Saved entries:
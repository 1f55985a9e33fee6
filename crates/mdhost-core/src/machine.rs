//! Collaborator contract with the execution core and the register/memory
//! facade layered on top of it.
//!
//! The core is opaque: it runs whole frames, exposes a few raw memory regions
//! and a raw CPU context, and calls back into [`CoreHooks`] synchronously from
//! inside [`ExecutionCore::run_frame`].

use std::path::Path;

use crate::{
    error::CoreError,
    m68k::{CONTEXT_LEN, PC_OFFSET, Register, opcode},
};

/// Memory regions the core exposes by numeric id.
#[derive(Debug, Clone, Copy, PartialEq, Eq, Hash)]
pub enum MemoryRegion {
    /// 64 KiB of 68000 work RAM (`0xFF0000..`).
    SystemRam,
    /// Cartridge ROM mapped from address 0.
    Cartridge,
}

impl MemoryRegion {
    /// Region id used by the core's memory query interface.
    pub const fn id(self) -> u32 {
        match self {
            Self::SystemRam => 2,
            Self::Cartridge => 256,
        }
    }

    /// Maps a 68000 address onto a region and a byte offset inside it.
    ///
    /// Any address with a non-zero high byte is treated as work RAM and masked
    /// to 16 bits; everything else is read from the cartridge.
    #[inline]
    pub const fn route(address: u32) -> (Self, usize) {
        if address & 0xFF00_0000 != 0 {
            (Self::SystemRam, (address & 0xFFFF) as usize)
        } else {
            (Self::Cartridge, address as usize)
        }
    }
}

/// Raw state the core exposes to the host.
pub trait Machine {
    /// Raw CPU context; register values live at fixed byte offsets
    /// (see [`crate::m68k`]).
    fn cpu_context(&self) -> Option<&[u8]>;

    fn cpu_context_mut(&mut self) -> Option<&mut [u8]>;

    /// Live contents of a memory region, or `None` if the region is absent.
    fn memory(&self, region: MemoryRegion) -> Option<&[u8]>;

    fn memory_mut(&mut self, region: MemoryRegion) -> Option<&mut [u8]>;
}

/// Callbacks the core issues while running a frame.
pub trait CoreHooks {
    /// Called once per instruction, before the instruction at the current PC
    /// executes. The core cannot make progress until this returns.
    fn on_instruction(&mut self, machine: &mut dyn Machine);

    fn on_input_poll(&mut self) {}

    /// Whether `button_id` (libretro joypad numbering) is held on `port`.
    fn input_state(&mut self, port: u32, button_id: u32) -> bool;
}

/// The external emulation core.
pub trait ExecutionCore: Machine + Send + 'static {
    /// Loads a program image. Failure is fatal to the load request.
    fn load_game(&mut self, path: &Path) -> Result<(), CoreError>;

    fn reset(&mut self);

    /// Emulates exactly one video frame.
    fn run_frame(&mut self, hooks: &mut dyn CoreHooks);

    fn serialize(&mut self) -> Result<Vec<u8>, CoreError> {
        Err(CoreError::SerializeUnsupported)
    }

    fn unserialize(&mut self, _data: &[u8]) -> Result<(), CoreError> {
        Err(CoreError::SerializeUnsupported)
    }
}

/// Register and memory access in 68000 terms.
///
/// Region bytes hold 68000 words in host (little-endian) order, so 16-bit
/// accesses are plain little-endian loads and 32-bit accesses swap the two
/// halves. Every accessor returns `None` (or `false`) instead of faulting
/// when the target does not fit inside the live region.
pub trait MachineExt: Machine {
    fn register(&self, reg: Register) -> Option<u32> {
        let ctx = self.cpu_context().filter(|ctx| ctx.len() >= CONTEXT_LEN)?;
        read_ne_u32(ctx, reg.offset())
    }

    fn set_register(&mut self, reg: Register, value: u32) -> bool {
        match self.cpu_context_mut().filter(|ctx| ctx.len() >= CONTEXT_LEN) {
            Some(ctx) => write_ne_u32(ctx, reg.offset(), value),
            None => false,
        }
    }

    /// Program counter as stored in the live context.
    fn pc(&self) -> Option<u32> {
        let ctx = self.cpu_context().filter(|ctx| ctx.len() >= CONTEXT_LEN)?;
        read_ne_u32(ctx, PC_OFFSET)
    }

    fn set_pc(&mut self, value: u32) -> bool {
        match self.cpu_context_mut().filter(|ctx| ctx.len() >= CONTEXT_LEN) {
            Some(ctx) => write_ne_u32(ctx, PC_OFFSET, value),
            None => false,
        }
    }

    fn read_u8(&self, address: u32) -> Option<u8> {
        let (region, offset) = MemoryRegion::route(address);
        self.memory(region)?.get(offset).copied()
    }

    fn read_u16(&self, address: u32) -> Option<u16> {
        let (region, offset) = MemoryRegion::route(address);
        let bytes = self.memory(region)?.get(offset..offset.checked_add(2)?)?;
        Some(u16::from_le_bytes([bytes[0], bytes[1]]))
    }

    fn read_u32(&self, address: u32) -> Option<u32> {
        let (region, offset) = MemoryRegion::route(address);
        let bytes = self.memory(region)?.get(offset..offset.checked_add(4)?)?;
        let raw = u32::from_le_bytes([bytes[0], bytes[1], bytes[2], bytes[3]]);
        Some(raw.rotate_left(16))
    }

    fn write_u8(&mut self, address: u32, value: u8) -> bool {
        let (region, offset) = MemoryRegion::route(address);
        match self.memory_mut(region).and_then(|mem| mem.get_mut(offset)) {
            Some(slot) => {
                *slot = value;
                true
            }
            None => false,
        }
    }

    fn write_u16(&mut self, address: u32, value: u16) -> bool {
        let (region, offset) = MemoryRegion::route(address);
        let Some(end) = offset.checked_add(2) else {
            return false;
        };
        match self.memory_mut(region).and_then(|mem| mem.get_mut(offset..end)) {
            Some(slot) => {
                slot.copy_from_slice(&value.to_le_bytes());
                true
            }
            None => false,
        }
    }

    fn write_u32(&mut self, address: u32, value: u32) -> bool {
        let (region, offset) = MemoryRegion::route(address);
        let Some(end) = offset.checked_add(4) else {
            return false;
        };
        match self.memory_mut(region).and_then(|mem| mem.get_mut(offset..end)) {
            Some(slot) => {
                slot.copy_from_slice(&value.rotate_left(16).to_le_bytes());
                true
            }
            None => false,
        }
    }

    /// Reads up to `len` consecutive bytes, stopping at the first unmapped one.
    fn read_bytes(&self, address: u32, len: usize) -> Vec<u8> {
        let mut out = Vec::with_capacity(len);
        for i in 0..len {
            let Some(byte) = self.read_u8(address.wrapping_add(i as u32)) else {
                break;
            };
            out.push(byte);
        }
        out
    }

    /// Writes consecutive bytes, stopping at the first unmapped one. Returns
    /// the number of bytes written.
    fn write_bytes(&mut self, address: u32, data: &[u8]) -> usize {
        data.iter()
            .enumerate()
            .take_while(|&(i, &byte)| self.write_u8(address.wrapping_add(i as u32), byte))
            .count()
    }

    /// Length of the call instruction at `address`; 0 when it is not a call or
    /// the code cannot be read.
    fn call_length_at(&self, address: u32) -> u32 {
        self.read_u16(address).map_or(0, opcode::call_length)
    }
}

impl<M: Machine + ?Sized> MachineExt for M {}

#[inline]
fn read_ne_u32(bytes: &[u8], offset: usize) -> Option<u32> {
    let raw = bytes.get(offset..offset + 4)?;
    Some(u32::from_ne_bytes([raw[0], raw[1], raw[2], raw[3]]))
}

#[inline]
fn write_ne_u32(bytes: &mut [u8], offset: usize, value: u32) -> bool {
    match bytes.get_mut(offset..offset + 4) {
        Some(slot) => {
            slot.copy_from_slice(&value.to_ne_bytes());
            true
        }
        None => false,
    }
}

#[cfg(test)]
mod tests {
    use proptest::prelude::*;

    use super::*;
    use crate::testing::ScriptedCore;

    #[test]
    fn routes_high_addresses_into_work_ram() {
        assert_eq!(
            MemoryRegion::route(0xFF00_1000),
            (MemoryRegion::SystemRam, 0x1000)
        );
        assert_eq!(
            MemoryRegion::route(0x00FF_1000),
            (MemoryRegion::Cartridge, 0xFF_1000)
        );
        assert_eq!(
            MemoryRegion::route(0x0000_1000),
            (MemoryRegion::Cartridge, 0x1000)
        );
    }

    #[test]
    fn reads_resolve_into_the_routed_region() {
        let mut core = ScriptedCore::new();
        core.rom_mut()[0x1000..0x1002].copy_from_slice(&0xBEEFu16.to_le_bytes());
        core.ram_mut()[0x1000..0x1002].copy_from_slice(&0x1234u16.to_le_bytes());

        assert_eq!(core.read_u16(0x0000_1000), Some(0xBEEF));
        assert_eq!(core.read_u16(0xFF00_1000), Some(0x1234));
        // Only the low 16 bits select the RAM offset.
        assert_eq!(core.read_u16(0xFFFF_1000), Some(0x1234));
    }

    #[test]
    fn long_reads_swap_word_halves() {
        let mut core = ScriptedCore::new();
        let ram = core.ram_mut();
        ram[0x20..0x22].copy_from_slice(&0x0012u16.to_le_bytes());
        ram[0x22..0x24].copy_from_slice(&0x3456u16.to_le_bytes());

        assert_eq!(core.read_u32(0xFF00_0020), Some(0x0012_3456));
        assert_eq!(core.read_u16(0xFF00_0020), Some(0x0012));
        assert_eq!(core.read_u16(0xFF00_0022), Some(0x3456));
    }

    #[test]
    fn out_of_range_access_is_absent_not_fatal() {
        let mut core = ScriptedCore::new();
        let rom_len = core.rom_mut().len() as u32;

        assert_eq!(core.read_u8(rom_len), None);
        assert_eq!(core.read_u16(rom_len - 1), None);
        assert_eq!(core.read_u32(rom_len - 2), None);
        assert!(!core.write_u16(rom_len - 1, 0xFFFF));
        assert_eq!(core.read_u8(rom_len - 1), Some(0));
        assert_eq!(core.read_u32(0xFF00_FFFE), None);
    }

    #[test]
    fn missing_region_yields_no_value() {
        let mut core = ScriptedCore::new();
        core.unmap(MemoryRegion::Cartridge);

        assert_eq!(core.read_u8(0x100), None);
        assert_eq!(core.call_length_at(0x100), 0);
        assert!(core.read_bytes(0x100, 4).is_empty());
    }

    #[test]
    fn byte_transfers_truncate_at_region_end() {
        let mut core = ScriptedCore::new();

        assert_eq!(core.write_bytes(0xFF00_FFFE, &[1, 2, 3, 4]), 2);
        assert_eq!(core.read_bytes(0xFF00_FFFE, 4), vec![1, 2]);
    }

    #[test]
    fn registers_use_raw_context_offsets() {
        let mut core = ScriptedCore::new();

        assert!(core.set_register(Register::A7, 0x00FF_0000));
        assert!(core.set_pc(0x200));

        let ctx = core.cpu_context().unwrap_or_default();
        assert_eq!(&ctx[0x2850..0x2854], &0x00FF_0000u32.to_ne_bytes());
        assert_eq!(core.register(Register::SP), Some(0x00FF_0000));
        assert_eq!(core.pc(), Some(0x200));
    }

    proptest! {
        #[test]
        fn long_writes_round_trip_through_word_swap(offset in 0u32..0xFFFC, value in any::<u32>()) {
            let mut core = ScriptedCore::new();
            let address = 0xFF00_0000 | offset;

            prop_assert!(core.write_u32(address, value));
            prop_assert_eq!(core.read_u32(address), Some(value));
            prop_assert_eq!(core.read_u16(address), Some((value >> 16) as u16));
            prop_assert_eq!(core.read_u16(address + 2), Some(value as u16));
        }
    }
}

● **To do**
Set down verbatim only the lines between the start of the data above and the line with "CPU context, and", both boundaries included.

● **Written answer**
repository 1f55985a9e33fee6
filename crates/mdhost-core/src/machine.rs
//! Collaborator contract with the execution core and the register/memory
//! facade layered on top of it.
//!
//! The core is opaque: it runs whole frames, exposes a few raw memory regions
//! and a raw CPU context, and calls back into [`CoreHooks`] synchronously from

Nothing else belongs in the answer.